[Records from a collection]
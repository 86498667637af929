//! # Seed Data Generator
//!
//! Populates the database with a demo assortment for development.
//!
//! ## Usage
//! ```bash
//! # Seed ./vape_dev.db
//! cargo run -p vape-db --bin seed
//!
//! # Specify database path
//! cargo run -p vape-db --bin seed -- --db ./data/vape.db
//! ```
//!
//! ## Generated Products
//! - Liquids: one product per brand and bottle size, 3-5 flavors each
//! - Cartridges and nicoboosters: one product per brand
//!
//! Prices are in whole hryvnias; the purchase price is 55% of the sale price
//! and the seller gets 10%.

use std::env;

use vape_core::{Flavor, Money, ProductKind, ProductSpec, StockSpec};
use vape_db::{Database, DbConfig};

/// Liquid brands with their flavors and a base 30 ml price.
const LIQUIDS: &[(&str, &[&str], i64)] = &[
    ("Elf Liq", &["Mint", "Grape", "Blue Razz", "Watermelon"], 350),
    ("Chaser", &["Cherry", "Lemon", "Energy", "Cola", "Mango"], 300),
    ("Lucky", &["Pineapple", "Strawberry", "Ice Tea"], 280),
    ("Рідина Хмара", &["Ягоди", "Кавун", "М'ята"], 250),
];

const CARTRIDGES: &[(&str, i64)] = &[("Vaporesso XROS 0.6", 180), ("Voopoo PnP", 150), ("Smok Nord", 160)];

const NICOBOOSTERS: &[(&str, i64)] = &[("Booster 20 mg", 40), ("Booster Salt 50 mg", 45)];

#[tokio::main]
async fn main() -> Result<(), Box<dyn std::error::Error>> {
    let args: Vec<String> = env::args().collect();

    let mut db_path = String::from("./vape_dev.db");

    let mut i = 1;
    while i < args.len() {
        match args[i].as_str() {
            "--db" | "-d" => {
                if i + 1 < args.len() {
                    db_path = args[i + 1].clone();
                    i += 1;
                }
            }
            "--help" | "-h" => {
                println!("Vape POS Seed Data Generator");
                println!();
                println!("Usage: seed [OPTIONS]");
                println!();
                println!("Options:");
                println!("  -d, --db <PATH>    Database file path (default: ./vape_dev.db)");
                println!("  -h, --help         Show this help message");
                return Ok(());
            }
            _ => {}
        }
        i += 1;
    }

    println!("🌱 Vape POS Seed Data Generator");
    println!("===============================");
    println!("Database: {}", db_path);
    println!();

    let db = Database::new(DbConfig::new(&db_path)).await?;

    println!("✓ Connected to database");
    println!("✓ Migrations applied");

    let existing = db.products().list(None).await?;
    if !existing.is_empty() {
        println!("⚠ Database already has {} products", existing.len());
        println!("  Skipping seed to avoid duplicates.");
        println!("  Delete the database file to regenerate.");
        return Ok(());
    }

    println!();
    println!("Generating products...");

    let mut generated = 0;
    for (seed, spec) in demo_specs().iter().enumerate() {
        if let Err(e) = db.products().insert(spec).await {
            eprintln!("Failed to insert {} #{}: {}", spec.brand, seed, e);
            continue;
        }
        generated += 1;
    }

    let ledger = db.ledger().refresh_total().await?;

    println!();
    println!("✓ Generated {} products", generated);
    println!("  Stock value: {} грн", ledger.total);
    println!();
    println!("✓ Seed complete!");

    Ok(())
}

fn spec(kind: ProductKind, brand: &str, sale_hryvnias: i64, stock: StockSpec) -> ProductSpec {
    let sale_price = Money::from_hryvnias(sale_hryvnias);
    ProductSpec {
        kind,
        brand: brand.to_string(),
        purchase_price: Money::from_kopecks(sale_price.kopecks() * 55 / 100),
        sale_price,
        seller_amount: Money::from_kopecks(sale_price.kopecks() / 10),
        image_url: format!("/images/demo/{}.jpg", brand.to_lowercase().replace(' ', "-")),
        stock,
    }
}

/// Builds the demo assortment deterministically.
fn demo_specs() -> Vec<ProductSpec> {
    let mut specs = Vec::new();

    for (brand_idx, (brand, flavors, base_price)) in LIQUIDS.iter().enumerate() {
        for (size_idx, volume_ml) in [15_i64, 30].into_iter().enumerate() {
            let price = if volume_ml == 30 { *base_price } else { base_price * 6 / 10 };
            let flavors = flavors
                .iter()
                .enumerate()
                .map(|(flavor_idx, name)| Flavor::new(*name, 1 + ((brand_idx + size_idx + flavor_idx) % 6) as i64))
                .collect();
            specs.push(spec(
                ProductKind::Liquids,
                brand,
                price,
                StockSpec::Flavors { volume_ml, flavors },
            ));
        }
    }

    for (idx, (brand, price)) in CARTRIDGES.iter().enumerate() {
        specs.push(spec(ProductKind::Cartridges, brand, *price, StockSpec::Units(4 + idx as i64 * 3)));
    }

    for (idx, (brand, price)) in NICOBOOSTERS.iter().enumerate() {
        specs.push(spec(ProductKind::Nicoboosters, brand, *price, StockSpec::Units(10 + idx as i64 * 5)));
    }

    specs
}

• _Requirement_: What lines of the preceding data include the string "existing"? Pull them out.

• _Response to the exercise_:
    let existing = db.products().list(None).await?;
    if !existing.is_empty() {
        println!("⚠ Database already has {} products", existing.len());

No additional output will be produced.